Recurrent chromosomal translocations involving the mixed lineage leukaemia (MLL) gene
initiate aggressive forms of leukaemia, which are often refractory to conventional
therapies. Many MLL-fusion partners are members of the super elongation complex (SEC),
a critical regulator of transcriptional elongation, suggesting that aberrant control
of this process has an important role in leukaemia induction. Here we use a global
proteomic strategy to demonstrate that MLL fusions, as part of SEC and the polymerase-associated
factor complex (PAFc), are associated with the BET family of acetyl-lysine recognizing,
chromatin 'adaptor' proteins. These data provided the basis for therapeutic intervention
in MLL-fusion leukaemia, via the displacement of the BET family of proteins from chromatin.
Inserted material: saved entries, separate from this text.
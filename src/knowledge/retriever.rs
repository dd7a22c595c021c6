//! Retriever 트레이트 - 키워드/벡터 리트리버 공통 인터페이스

use async_trait::async_trait;

use crate::error::{Result, RetrieverKind};

use super::projector::Document;

/// 리트리버 검색 결과 1건
#[derive(Debug, Clone, PartialEq)]
pub struct RankedResult {
    pub document: Document,
    /// 리트리버 고유 스코어 (높을수록 좋음)
    pub score: f32,
    /// 결과를 만든 리트리버
    pub source: RetrieverKind,
}

/// 리트리버 트레이트 (async)
#[async_trait]
pub trait Retriever: Send + Sync {
    /// 상위 k개 문서를 관련도 순으로 반환
    async fn retrieve(&self, query: &str, k: usize) -> Result<Vec<RankedResult>>;

    /// 리트리버 종류
    fn kind(&self) -> RetrieverKind;
}
#[async_trait]
impl VectorStore for LanceVectorStore {
    async fn insert_batch(&self, entries: &[VectorEntry]) -> Result<usize> {
        if entries.is_empty() {
            return Ok(0);
        }

        let batch = self.entries_to_batch(entries)?;
        let schema = batch.schema();
        let batches = RecordBatchIterator::new(vec![Ok(batch)], schema);

        if self.table_exists().await? {
            // 기존 테이블에 추가
            self.open_table()
                .await?
                .add(batches)
                .execute()
                .await
                .context("Failed to add vectors to table")?;
        } else {
            // 새 테이블 생성
            self.db
                .create_table(TABLE_NAME, batches)
                .execute()
                .await
                .context("Failed to create table")?;
        }

        Ok(entries.len())
    }

    async fn search(&self, query_embedding: &[f32], limit: usize) -> Result<Vec<SearchResult>> {
        if query_embedding.len() != self.dimension {
            anyhow::bail!(
                "Query dimension mismatch: expected {}, got {}",
                self.dimension,
                query_embedding.len()
            );
        }

        if !self.table_exists().await? {
            anyhow::bail!("Vector table '{}' not found", TABLE_NAME);
        }

        let table = self.open_table().await?;

        let results = table
            .vector_search(query_embedding.to_vec())
            .context("Failed to create vector search")?
            .distance_type(DistanceType::Cosine)
            .limit(limit)
            .execute()
            .await
            .context("Failed to execute vector search")?;

        // RecordBatch 스트림에서 결과 추출
        let batches: Vec<RecordBatch> = results
            .try_collect()
            .await
            .context("Failed to read search results")?;

        let mut search_results = Vec::new();

        for batch in batches {
            let record_ids = batch
                .column_by_name("record_id")
                .and_then(|c| c.as_any().downcast_ref::<Int64Array>())
                .ok_or_else(|| anyhow::anyhow!("Missing record_id column"))?;

            let contents = batch
                .column_by_name("content")
                .and_then(|c| c.as_any().downcast_ref::<StringArray>())
                .ok_or_else(|| anyhow::anyhow!("Missing content column"))?;

            // _distance 컬럼 (LanceDB가 자동 추가)
            let distances = batch
                .column_by_name("_distance")
                .and_then(|c| c.as_any().downcast_ref::<Float32Array>())
                .ok_or_else(|| anyhow::anyhow!("Missing _distance column"))?;

            for i in 0..batch.num_rows() {
                search_results.push(SearchResult {
                    record_id: record_ids.value(i),
                    content: contents.value(i).to_string(),
                    // 코사인 거리 = 1 - 코사인 유사도
                    similarity: 1.0 - distances.value(i),
                });
            }
        }

        // 배치 경계를 넘어서도 거리 순서 유지, 동점은 record_id 순
        search_results.sort_by(|a, b| {
            b.similarity
                .total_cmp(&a.similarity)
                .then(a.record_id.cmp(&b.record_id))
        });
        search_results.truncate(limit);

        Ok(search_results)
    }

    async fn count(&self) -> Result<usize> {
        if !self.table_exists().await? {
            return Ok(0);
        }

        let count = self
            .open_table()
            .await?
            .count_rows(None)
            .await
            .context("Failed to count rows")?;
        Ok(count)
    }

    async fn reset(&self) -> Result<()> {
        if self.table_exists().await? {
            self.db
                .drop_table(TABLE_NAME)
                .await
                .context("Failed to drop vector table")?;
            tracing::debug!("Dropped vector table '{}'", TABLE_NAME);
        }
        Ok(())
    }
}
//! Ingest 모듈 - 위스키 데이터 API 수집
//!
//! API는 위스키 객체의 JSON 배열을 반환합니다.
//! 객체는 최상위 필드 + `metadata` / `tasting_notes` / `rating` 그룹으로 나뉘며,
//! 숫자 필드는 숫자 또는 숫자 문자열로 올 수 있습니다.
//!
//! ## 사용법
//! ```rust,ignore
//! let client = WhiskyApiClient::new(&config.ingest)?;
//! let report = ingest(&store, &client, IngestMode::Upsert).await?;
//! ```

use std::time::Duration;

use anyhow::Context;
use serde::Deserialize;

use crate::config::IngestConfig;
use crate::error::{Error, Result};
use crate::knowledge::{RecordStore, WhiskyRecord};

// ============================================================================
// Raw API model
// ============================================================================

/// 숫자/문자열 어느 쪽으로든 올 수 있는 값
#[derive(Debug, Clone, PartialEq, Deserialize)]
#[serde(untagged)]
pub enum Loose {
    Int(i64),
    Float(f64),
    Text(String),
    Other(serde_json::Value),
}

impl Loose {
    fn text(value: Option<Loose>) -> Option<String> {
        match value? {
            Loose::Text(s) => {
                let trimmed = s.trim();
                (!trimmed.is_empty()).then(|| trimmed.to_string())
            }
            Loose::Int(i) => Some(i.to_string()),
            Loose::Float(f) => Some(f.to_string()),
            Loose::Other(_) => None,
        }
    }

    fn float(value: Option<Loose>) -> Option<f64> {
        match value? {
            Loose::Int(i) => Some(i as f64),
            Loose::Float(f) => Some(f),
            Loose::Text(s) => parse_number(&s),
            Loose::Other(_) => None,
        }
    }

    fn int(value: Option<Loose>) -> Option<i64> {
        match value? {
            Loose::Int(i) => Some(i),
            Loose::Float(f) => Some(f.round() as i64),
            Loose::Text(s) => s
                .trim()
                .parse::<i64>()
                .ok()
                .or_else(|| parse_number(&s).map(|f| f.round() as i64)),
            Loose::Other(_) => None,
        }
    }
}

/// 숫자 문자열 파싱 ("46", "46.0", "46,0", "49.90 €")
fn parse_number(s: &str) -> Option<f64> {
    let cleaned: String = s
        .trim()
        .chars()
        .filter(|c| c.is_ascii_digit() || matches!(c, '.' | ',' | '-'))
        .map(|c| if c == ',' { '.' } else { c })
        .collect();

    if cleaned.is_empty() {
        return None;
    }
    cleaned.parse::<f64>().ok()
}

/// API 위스키 객체
#[derive(Debug, Clone, Deserialize)]
pub struct RawWhisky {
    pub id: i64,
    #[serde(default)]
    pub name: Option<Loose>,
    #[serde(default)]
    pub description: Option<Loose>,
    #[serde(default)]
    pub url: Option<Loose>,
    #[serde(default)]
    pub lang: Option<Loose>,
    #[serde(default)]
    pub published: Option<Loose>,
    #[serde(default)]
    pub author: Option<Loose>,
    #[serde(default)]
    pub image_url: Option<Loose>,
    #[serde(default)]
    pub foto_url: Option<Loose>,
    #[serde(default)]
    pub affiliate_url: Option<Loose>,
    #[serde(default)]
    pub metadata: Option<RawMetadata>,
    #[serde(default)]
    pub tasting_notes: Option<RawTastingNotes>,
    #[serde(default)]
    pub rating: Option<RawRating>,
}

#[derive(Debug, Clone, Default, Deserialize)]
#[serde(default)]
pub struct RawMetadata {
    #[serde(rename = "type")]
    pub whisky_type: Option<Loose>,
    pub country: Option<Loose>,
    pub region: Option<Loose>,
    pub distillery: Option<Loose>,
    pub bottler: Option<Loose>,
    pub age: Option<Loose>,
    pub abv: Option<Loose>,
    pub price: Option<Loose>,
}

#[derive(Debug, Clone, Default, Deserialize)]
#[serde(default)]
pub struct RawTastingNotes {
    pub nose: Option<Loose>,
    pub palate: Option<Loose>,
    pub finish: Option<Loose>,
    pub conclusion: Option<Loose>,
}

#[derive(Debug, Clone, Default, Deserialize)]
#[serde(default)]
pub struct RawRating {
    pub marcel: Option<Loose>,
    pub sascha: Option<Loose>,
    pub average: Option<Loose>,
    pub rating_text: Option<Loose>,
    pub value_for_money: Option<Loose>,
    pub value_for_money_text: Option<Loose>,
}

impl From<RawWhisky> for WhiskyRecord {
    fn from(raw: RawWhisky) -> Self {
        let metadata = raw.metadata.unwrap_or_default();
        let tasting = raw.tasting_notes.unwrap_or_default();
        let rating = raw.rating.unwrap_or_default();

        WhiskyRecord {
            id: raw.id,
            name: Loose::text(raw.name),
            description: Loose::text(raw.description),
            url: Loose::text(raw.url),
            lang: Loose::text(raw.lang),
            published: Loose::text(raw.published),
            author: Loose::text(raw.author),
            image_url: Loose::text(raw.image_url),
            foto_url: Loose::text(raw.foto_url),
            affiliate_url: Loose::text(raw.affiliate_url),
            whisky_type: Loose::text(metadata.whisky_type),
            country: Loose::text(metadata.country),
            region: Loose::text(metadata.region),
            distillery: Loose::text(metadata.distillery),
            bottler: Loose::text(metadata.bottler),
            age: Loose::int(metadata.age),
            abv: Loose::float(metadata.abv),
            price: Loose::float(metadata.price),
            nose: Loose::text(tasting.nose),
            palate: Loose::text(tasting.palate),
            finish: Loose::text(tasting.finish),
            conclusion: Loose::text(tasting.conclusion),
            rating_marcel: Loose::int(rating.marcel),
            rating_sascha: Loose::int(rating.sascha),
            rating_average: Loose::int(rating.average),
            rating_text: Loose::text(rating.rating_text),
            value_for_money: Loose::int(rating.value_for_money),
            value_for_money_text: Loose::text(rating.value_for_money_text),
        }
    }
}

/// API 응답 본문 파싱
///
/// 배열이 아니거나 정수 `id`가 없는 원소가 있으면 전체를 거부합니다.
pub fn parse_whiskies(json: &str) -> Result<Vec<WhiskyRecord>> {
    let value: serde_json::Value = serde_json::from_str(json)
        .map_err(|e| Error::Malformed(format!("Response is not valid JSON: {}", e)))?;

    let items = match value {
        serde_json::Value::Array(items) => items,
        other => {
            return Err(Error::Malformed(format!(
                "Expected a JSON array of whiskies, got {}",
                json_kind(&other)
            )))
        }
    };

    items
        .into_iter()
        .enumerate()
        .map(|(i, item)| {
            serde_json::from_value::<RawWhisky>(item)
                .map(WhiskyRecord::from)
                .map_err(|e| Error::Malformed(format!("Whisky at index {}: {}", i, e)))
        })
        .collect()
}

fn json_kind(value: &serde_json::Value) -> &'static str {
    match value {
        serde_json::Value::Null => "null",
        serde_json::Value::Bool(_) => "a boolean",
        serde_json::Value::Number(_) => "a number",
        serde_json::Value::String(_) => "a string",
        serde_json::Value::Array(_) => "an array",
        serde_json::Value::Object(_) => "an object",
    }
}

// ============================================================================
// API client
// ============================================================================

/// 위스키 데이터 API 클라이언트
#[derive(Debug, Clone)]
pub struct WhiskyApiClient {
    client: reqwest::Client,
    url: String,
}

impl WhiskyApiClient {
    pub fn new(config: &IngestConfig) -> Result<Self> {
        let url = config.api_url.clone().ok_or_else(|| {
            Error::Config("ingest.api_url is not set; add it to config.toml".into())
        })?;

        let client = reqwest::Client::builder()
            .timeout(Duration::from_secs(config.timeout_secs))
            .user_agent(concat!("whisky-rag/", env!("CARGO_PKG_VERSION")))
            .build()
            .context("Failed to create HTTP client")
            .map_err(Error::IngestUnavailable)?;

        Ok(Self { client, url })
    }

    pub fn url(&self) -> &str {
        &self.url
    }

    /// 전체 위스키 목록 가져오기
    pub async fn fetch(&self) -> Result<Vec<WhiskyRecord>> {
        tracing::info!("Fetching whiskies from {}", self.url);

        let body = self.fetch_body().await.map_err(Error::IngestUnavailable)?;
        let records = parse_whiskies(&body)?;

        tracing::info!("Fetched {} whiskies", records.len());
        Ok(records)
    }

    async fn fetch_body(&self) -> anyhow::Result<String> {
        let response = self
            .client
            .get(&self.url)
            .send()
            .await
            .context("Failed to reach whisky API")?
            .error_for_status()
            .context("Whisky API returned an error status")?;

        response
            .text()
            .await
            .context("Failed to read whisky API response")
    }
}

// ============================================================================
// Ingest
// ============================================================================

/// 저장 방식
#[derive(Debug, Clone, Copy, PartialEq, Eq)]
pub enum IngestMode {
    /// 전체 upsert (기존 레코드 갱신)
    Upsert,
    /// 저장소에 없는 id만 추가
    OnlyNew,
}

/// 수집 결과
#[derive(Debug, Clone, Copy, PartialEq, Eq)]
pub struct IngestReport {
    pub fetched: usize,
    pub written: usize,
}

/// API에서 가져와 저장소에 기록
pub async fn ingest(
    store: &RecordStore,
    client: &WhiskyApiClient,
    mode: IngestMode,
) -> Result<IngestReport> {
    let records = client.fetch().await?;
    store_records(store, &records, mode)
}

/// 레코드를 저장 방식에 맞게 기록
pub fn store_records(
    store: &RecordStore,
    records: &[WhiskyRecord],
    mode: IngestMode,
) -> Result<IngestReport> {
    let written = match mode {
        IngestMode::Upsert => store.upsert(records)?,
        IngestMode::OnlyNew => store.insert_new(records)?,
    };

    tracing::info!(
        "Stored {} of {} whiskies ({:?})",
        written,
        records.len(),
        mode
    );

    Ok(IngestReport {
        fetched: records.len(),
        written,
    })
}

// ============================================================================
// Tests
// ============================================================================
We show that a novel small molecule inhibitor of the BET family, GSK1210151A (I-BET151),
has profound efficacy against human and murine MLL-fusion leukaemic cell lines, through
the induction of early cell cycle arrest and apoptosis. I-BET151 treatment in two
human leukaemia cell lines with different MLL fusions alters the expression of a common
set of genes whose function may account for these phenotypic changes. The mode of
action of I-BET151 is, at least in part, due to the inhibition of transcription at
key genes (BCL2, C-MYC and CDK6) through the displacement of BRD3/4, PAFc and SEC
components from chromatin. In vivo studies indicate that I-BET151 has significant
therapeutic value, providing survival benefit in two distinct mouse models of murine
MLL-AF9 and human MLL-AF4 leukaemia. Finally, the efficacy of I-BET151 against human
leukaemia stem cells is demonstrated, providing further evidence of its potent therapeutic
potential. These findings establish the displacement of BET proteins from chromatin
as a promising epigenetic therapy for these aggressive leukaemias.